Show News Australia’s Human Nature at the Imperial Palace has been extended its Motown Show two years through May 2012. New spectacular “Triumph…” – the eternal struggle will preview in mid-September at the Hilton. The production’s time travel theme will center on two sons fighting for a mystical sword.
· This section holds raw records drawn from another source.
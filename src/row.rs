use smol_str::SmolStr;

use crate::{
    error::{Error, Result},
    value::{FromValue, Value},
};

/// One result row, cells keep the order of the select list. Names may
/// repeat when a join selects same-named columns.
#[derive(Debug, Default, Clone, PartialEq)]
pub struct Row {
    values: Vec<(SmolStr, Value)>,
}

impl Row {
    pub fn new() -> Self {
        Self::default()
    }

    pub fn insert<K: Into<SmolStr>>(&mut self, column: K, value: Value) -> &mut Self {
        self.values.push((column.into(), value));
        self
    }

    pub fn len(&self) -> usize {
        self.values.len()
    }

    pub fn is_empty(&self) -> bool {
        self.values.is_empty()
    }

    /// First cell named `column`.
    pub fn get(&self, column: &str) -> Option<&Value> {
        self.position(column).map(|index| &self.values[index].1)
    }

    fn position(&self, column: &str) -> Option<usize> {
        self.values.iter().position(|(name, _)| name.as_str() == column)
    }

    /// Remove and decode the first cell named `column`.
    pub fn try_take<T: FromValue>(&mut self, column: &str) -> Result<T> {
        let index = self
            .position(column)
            .ok_or_else(|| Error::decode(column, "column not found in row"))?;
        let (_, value) = self.values.remove(index);
        T::from_value(value).map_err(|err| Error::decode(column, err.to_string()))
    }

    pub(crate) fn into_cells(self) -> impl Iterator<Item = (SmolStr, Value)> {
        self.values.into_iter()
    }
}

impl<K: Into<SmolStr>> FromIterator<(K, Value)> for Row {
    fn from_iter<I: IntoIterator<Item = (K, Value)>>(iter: I) -> Self {
        Self {
            values: iter.into_iter().map(|(k, v)| (k.into(), v)).collect(),
        }
    }
}

pub trait FromRow: Sized {
    fn from_row(row: Row) -> Result<Self>;
}

impl FromRow for Row {
    fn from_row(row: Row) -> Result<Self> {
        Ok(row)
    }
}

impl FromRow for () {
    fn from_row(_row: Row) -> Result<Self> {
        Ok(())
    }
}

// tuples decode positionally, names are only used in error messages
macro_rules! impl_from_row_tuple {
    ($($ty:ident),+) => {
        impl<$($ty: FromValue),+> FromRow for ($($ty,)+) {
            fn from_row(row: Row) -> Result<Self> {
                let mut cells = row.into_cells();
                Ok(($(
                    {
                        let (name, value) = cells
                            .next()
                            .ok_or_else(|| Error::decode("?", "row has fewer columns than selections"))?;
                        <$ty as FromValue>::from_value(value).map_err(|err| Error::decode(name.as_str(), err.to_string()))?
                    },
                )+))
            }
        }
    };
}

impl_from_row_tuple!(A);
impl_from_row_tuple!(A, B);
impl_from_row_tuple!(A, B, C);
impl_from_row_tuple!(A, B, C, D);
impl_from_row_tuple!(A, B, C, D, E);
impl_from_row_tuple!(A, B, C, D, E, F);
impl_from_row_tuple!(A, B, C, D, E, F, G);
impl_from_row_tuple!(A, B, C, D, E, F, G, H);
impl_from_row_tuple!(A, B, C, D, E, F, G, H, I);
impl_from_row_tuple!(A, B, C, D, E, F, G, H, I, J);
impl_from_row_tuple!(A, B, C, D, E, F, G, H, I, J, K);
impl_from_row_tuple!(A, B, C, D, E, F, G, H, I, J, K, L);

#[cfg(test)]
mod tests {
    use super::*;

    fn row() -> Row {
        [
            ("id", Value::I64(1)),
            ("fn", Value::String("Jennifer".into())),
            ("age", Value::Null),
        ]
        .into_iter()
        .collect()
    }

    #[test]
    fn test_tuple_positional() {
        let (id, name, age) = <(i32, String, Option<i32>)>::from_row(row()).unwrap();
        assert_eq!(1, id);
        assert_eq!("Jennifer", name);
        assert_eq!(None, age);
    }

    #[test]
    fn test_tuple_too_short() {
        let err = <(i32, String, Option<i32>, bool)>::from_row(row()).unwrap_err();
        assert!(matches!(err, Error::Decode { .. }));
    }

    #[test]
    fn test_try_take_by_name() {
        let mut row = row();
        assert_eq!("Jennifer", row.try_take::<String>("fn").unwrap());
        let err = row.try_take::<i32>("age").unwrap_err();
        assert_eq!(
            "decode error on column 'age': expected i32, found null",
            err.to_string()
        );
        assert!(row.try_take::<i32>("missing").is_err());
    }

    #[test]
    fn test_repeated_names() {
        let mut row = Row::new();
        row.insert("id", Value::I32(1)).insert("id", Value::I32(7));
        assert_eq!(2, row.len());
        assert_eq!(Some(&Value::I32(1)), row.get("id"));

        let (person_id, pet_id) = <(i32, i32)>::from_row(row.clone()).unwrap();
        assert_eq!((1, 7), (person_id, pet_id));

        assert_eq!(1, row.try_take::<i32>("id").unwrap());
        assert_eq!(7, row.try_take::<i32>("id").unwrap());
        assert!(row.is_empty());
    }
}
“The Dennis Bono Show,” live audience music radio program, will debut June 24 at 2 p.m. from its new home at the South Point. Comic singing impressionist Larry G Jones is opening his one-man show at the Harmon Theater at Planet Hollywood. “Sgt. Pepper Live” featuring Cheap Trick performing the famous album has a limited engagement in June and July at Paris. Magician Steve Dacri will start performing “In Your Face: The Up Close Magic Experience” in the Hilton’s Shimmer Showroom on Sunday and Monday nights.

Nightclub. SKYBAR, part of the Hard Rock Hotel’s expansion, is a new day-to-night pool deck above the HRH Beach Club. The Riviera offers Thursday night summer pool parties with Tommy Rocker and his band through Sept. 30.

Dining News

The variety show “Sexy & Dangerous” starring Mario and Jenny from “America’s Got Talent” has opened Thursday-Sunday in the Embassy Theatre at the Las Vegas Rocks Café. “Vegas The Show,” a Las Vegas history themed show, is an afternoon show opening there in June. Pete Willcox’s tribute “The King Lives!” is at Hooters Wednesday-Sunday. Wilcox has played Elvis for more than 40 years and portrayed him on television more than any other actor. “Only You Starring Derek David” is a new dinner show at Hennessey’s Tavern on Fremont Street. David, a 40year member of the Platters, is joined by singers from the Coasters and Marvelettes. “Vegas! The Show” will open at the new Saxe Theater at the Miracle Mile Shops with powerhouse Reva Rice, whose credits include “Lady of the Lake” in Monty Python’s “Spamalot” at Wynn. The Fremont Street Experience is presenting the “Summer of the ‘70s” through Labor Day. Headliners include The Little River Band July 3, Blue Oyster Cult Aug. 14, and Jefferson Starship Sept. 4. On July 23 and 24, there will be an Ultimate Elvis Tribute Artist Contest. A free 35-minute stage show – “Fremont Street Fever” – plays Thursday through Monday. For 10 weeks, tribute bands will showcase legendary groups. Direct from China, “DAO - The Asian Celebration” has opened at the Riviera.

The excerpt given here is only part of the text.